それから10年以上、彼らの多くの作品を耳にしてはきたけれど、今ひとつ、のめりこめない壁のようなものを感じてきた。その壁が取り除かれたのはメンバーが直枝政広、大田譲、矢部浩志の3人になってから。21世紀の話だ。視力が落ちて目が悪くなったのでメガネをかけたらよく見えた、というんじゃなくて、むしろ長年かけていた(ということすらも忘れていた)度の合わないメガネをはずしてみたら、くっきり見えるようになった、というような感じで、カーネーションの音楽が自分の中で響きはじめた。

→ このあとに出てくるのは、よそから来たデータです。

// ============================================================
// Layer 3 — Trainable State
// ============================================================
// A backend-independent snapshot of every trainable parameter:
//
//   "encoder.0.conv_a.weight" → { shape: [16, 4, 3, 3], values: [...] }
//
// Names are stable across levels, so a level-5 snapshot can seed a
// level-4 model: parameters present in both (same name, same shape)
// are applied; the rest are listed in a LoadReport and ignored.

use std::collections::{BTreeMap, BTreeSet};

use serde::{Deserialize, Serialize};

use crate::domain::error::{TrainError, TrainResult};

#[derive(Debug, Clone, PartialEq, Serialize, Deserialize)]
pub struct ParamTensor {
    pub shape:  Vec<usize>,
    pub values: Vec<f32>,
}

impl ParamTensor {
    pub fn new(shape: Vec<usize>, values: Vec<f32>) -> TrainResult<Self> {
        let expected: usize = shape.iter().product();
        if expected != values.len() {
            return Err(TrainError::compute(format!(
                "parameter of shape {shape:?} needs {expected} values, got {}",
                values.len()
            )));
        }
        Ok(Self { shape, values })
    }

    pub fn numel(&self) -> usize {
        self.values.len()
    }
}

#[derive(Debug, Clone, Default, PartialEq, Serialize, Deserialize)]
pub struct TrainableState {
    params: BTreeMap<String, ParamTensor>,
}

impl TrainableState {
    pub fn new() -> Self {
        Self::default()
    }

    pub fn insert(&mut self, name: impl Into<String>, tensor: ParamTensor) {
        self.params.insert(name.into(), tensor);
    }

    pub fn get(&self, name: &str) -> Option<&ParamTensor> {
        self.params.get(name)
    }

    pub fn names(&self) -> impl Iterator<Item = &str> {
        self.params.keys().map(String::as_str)
    }

    pub fn len(&self) -> usize {
        self.params.len()
    }

    pub fn is_empty(&self) -> bool {
        self.params.is_empty()
    }

    /// Total number of scalar parameters.
    pub fn numel(&self) -> usize {
        self.params.values().map(ParamTensor::numel).sum()
    }
}

/// Outcome of a non-strict restore.
#[derive(Debug, Clone, Default, PartialEq, Eq)]
pub struct LoadReport {
    /// Applied to the model.
    pub applied:    Vec<String>,
    /// Expected by the model, absent from the snapshot.
    pub missing:    Vec<String>,
    /// Present in the snapshot, unknown to the model.
    pub unexpected: Vec<String>,
    /// Same name, different shape; left untouched.
    pub mismatched: Vec<String>,
}

impl LoadReport {
    pub fn is_exact(&self) -> bool {
        self.missing.is_empty() && self.unexpected.is_empty() && self.mismatched.is_empty()
    }

    pub fn log(&self) {
        tracing::info!(
            "Restored {} parameters ({} missing, {} unexpected, {} shape mismatches)",
            self.applied.len(),
            self.missing.len(),
            self.unexpected.len(),
            self.mismatched.len()
        );
        for name in &self.missing {
            tracing::debug!("missing from checkpoint: {name}");
        }
        for name in &self.unexpected {
            tracing::debug!("ignored checkpoint entry: {name}");
        }
        for name in &self.mismatched {
            tracing::warn!("shape mismatch, kept initial value: {name}");
        }
    }
}

/// Hands out matching snapshot entries while a model walks its own
/// parameters, then reports what was left over.
pub struct Restorer<'a> {
    source: &'a TrainableState,
    seen:   BTreeSet<String>,
    report: LoadReport,
}

impl<'a> Restorer<'a> {
    pub fn new(source: &'a TrainableState) -> Self {
        Self { source, seen: BTreeSet::new(), report: LoadReport::default() }
    }

    pub fn take(&mut self, name: &str, shape: &[usize]) -> Option<&'a ParamTensor> {
        self.seen.insert(name.to_string());
        match self.source.get(name) {
            None => {
                self.report.missing.push(name.to_string());
                None
            }
            Some(saved) if saved.shape != shape => {
                self.report.mismatched.push(name.to_string());
                None
            }
            Some(saved) => {
                self.report.applied.push(name.to_string());
                Some(saved)
            }
        }
    }

    pub fn finish(mut self) -> LoadReport {
        self.report.unexpected = self
            .source
            .names()
            .filter(|name| !self.seen.contains(*name))
            .map(str::to_string)
            .collect();
        self.report
    }
}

彼らがトリオ編成としての大きなヒントとしたアルバム、アレックス・チルトンの『ルーズ・シューズ・アンド・タイト・プッシー』というレコードをその頃、僕も愛聴していたこともひとつのキッカケだった。ついミニマルなんて言葉に頼りたくなるその編成の美学。キモとなるのはスタイルがそのままアーティストのアティチュードと一致していることだろう。これでいいのだ、と、これがいいのだ、が1ミリのブレもなく密着している。
それから、幾度もライヴに足を運んで、新しいレコードも聴いている。そのたびに、先に書いた「3人」は一過性のものではないことを痛感させられる。残念ながら実演を観ることができなかったが、06 年12月の渋谷での11人編成による「ROCK LOVE」の音源にさえも、その「念」のようなものが感じられる。バンドにとって「守らなくてもいい」なにかを発見したように見える。
「エンジェル」は3人になってからのカーネーションの代表曲のひとつ。歌詞に花火が出てくる歌として「男の子女の子」と並ぶ名曲だと思う。どんどんと湧き上がるように上昇していくメロディの昂ぶりが最大の魅力だが、僕が一番好きなのは後半の間奏に出てくるブレイク。あのハード・ロック・バンドみたいなリフが出てくる瞬間だ。「3人のバンドでできること」として3人が一生懸命、しかも悩まずに考えたような、あの展開。歌そのものの完成度に対して、なんともシンプル。たとえステージで西池崇や渡辺シュンスケとの5人編成になっていても、いや反対に人数が増えている時こそ、「3人で作った」、あの部分に痺れる。乱暴を承知でいえば、あのリフにはロックの美徳のひとつである「退屈」を思い切り味わうことができるのだ。
そう。3人になって以降のカーネーションの音楽には、ロックの退屈を知るものが、ロックの退屈を楽しめるものへ向けられた、極めて純度の高い退屈がある。退屈は言葉を変えるなら陶酔であったり、忘我であるのかもしれないが、やはり、ここは退屈という言葉にこだわりたい。
牧野耕一の監督作品『カーネーション/ ROCK LOVE』でのカット割りや映像効果を見ていて、ああ、この作家はきっと、ロックの退屈から逃れようとしているのだな、と感じた。というか、ロックの退屈、なんて言葉を思いつくきっかけは、まさに、この映画である。それをサービス精神ととるか、大きなお世話ととるかは観客次第である。思えば、このテーマは、音楽を扱う映像作品についてまわる、恐らくは終ることの無い最大の命題だと思う。さらに『ROCK LOVE』を観ていて気づいたことは、僕自身、すでに何度も「カーネーションの映画」を“自分の中で” 監督、撮影、構成、演出してきたこと。映画の間、その映画と、牧野作品とが火花を散らして戦っていた。携帯の電源を落としても、この火花が映画館の暗がりを照らすかもしれない。
『ROCK LOVE』は金言にも満ちている。バンドと共に株式会社ハリケーンを設立した本根誠の「カーネーションは金になるバンドだって確信してた。今もしてる」という一言には痺れまくる。男(バンド)たるもの、こういう女(?)に惚れられてナンボ、だ。いや、とにかく。映画を観ていてもライヴも観ていても、いつも、いつも感じることは、つまるところ、やりたいことやって幸せなバンドだということ。僕が幸せを感じるのは、こんな幸せな人たちを見ること。そういう意味では、『ROCK LOVE』も例外ではない。そして、また、早くライヴが観たくなる。
カーネーション、100人乗っても大丈夫。